-- To do --
For every line that contains the string "Debug", pull that line out of the material below.

-- Extracted information --
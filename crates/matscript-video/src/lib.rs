//! Render-side types populated by material scripts.
//!
//! This crate holds the enumerations, material states, vertex formats,
//! texture flags and texture layers a script describes, together with the
//! [`RenderSystem`] trait through which shader classes and textures are
//! created, and a [`HeadlessRenderSystem`] that records those calls.

pub mod color;
pub mod headless;
pub mod layer;
pub mod material;
pub mod render;
pub mod texture;
pub mod types;
pub mod vertex;

pub use color::Color;
pub use headless::{HeadlessRenderSystem, HeadlessShaderClass, HeadlessShaderStage, HeadlessTexture, TextureFill};
pub use layer::{LayerKind, TextureLayer};
pub use material::MaterialStates;
pub use render::{InputLayout, RenderSystem, TextureHandle};
pub use texture::{TextureFilter, TextureFlags};
pub use types::*;
pub use vertex::{VertexAttribute, VertexAttributeKind, VertexFormat};
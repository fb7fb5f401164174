//! Non-fatal messages produced while reading a script.

use std::fmt;

#[derive(Debug, Clone, Copy, PartialEq, Eq)]
pub enum Level {
    Info,
    Warning,
    Error,
}

impl fmt::Display for Level {
    fn fmt(&self, f: &mut fmt::Formatter<'_>) -> fmt::Result {
        let s = match self {
            Level::Info => "info",
            Level::Warning => "warning",
            Level::Error => "error",
        };
        write!(f, "{}", s)
    }
}

#[derive(Debug, Clone, PartialEq)]
pub struct Diagnostic {
    pub level: Level,
    pub message: String,
}

/// Every message of one load, in emission order.
///
/// Each message is forwarded to the `log` facade as it is recorded, so a
/// host that installs a logger sees them live while tests can inspect them
/// afterwards.
#[derive(Debug, Clone, Default)]
pub struct Diagnostics {
    entries: Vec<Diagnostic>,
}

impl Diagnostics {
    pub fn new() -> Self {
        Self::default()
    }

    pub fn info(&mut self, message: impl Into<String>) {
        let message = message.into();
        log::info!("{}", message);
        self.push(Level::Info, message);
    }

    pub fn warning(&mut self, message: impl Into<String>) {
        let message = message.into();
        log::warn!("{}", message);
        self.push(Level::Warning, message);
    }

    pub fn error(&mut self, message: impl Into<String>) {
        let message = message.into();
        log::error!("{}", message);
        self.push(Level::Error, message);
    }

    fn push(&mut self, level: Level, message: String) {
        self.entries.push(Diagnostic { level, message });
    }

    pub fn entries(&self) -> &[Diagnostic] {
        &self.entries
    }

    pub fn iter_level(&self, level: Level) -> impl Iterator<Item = &Diagnostic> {
        self.entries.iter().filter(move |d| d.level == level)
    }

    /// True if a message of `level` contains `needle`.
    pub fn contains(&self, level: Level, needle: &str) -> bool {
        self.iter_level(level).any(|d| d.message.contains(needle))
    }

    pub fn clear(&mut self) {
        self.entries.clear();
    }

    pub fn is_empty(&self) -> bool {
        self.entries.is_empty()
    }

    pub fn len(&self) -> usize {
        self.entries.len()
    }
}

-- Solution to the problem --
#[derive(Debug, Clone, Copy, PartialEq, Eq)]
#[derive(Debug, Clone, PartialEq)]
#[derive(Debug, Clone, Default)]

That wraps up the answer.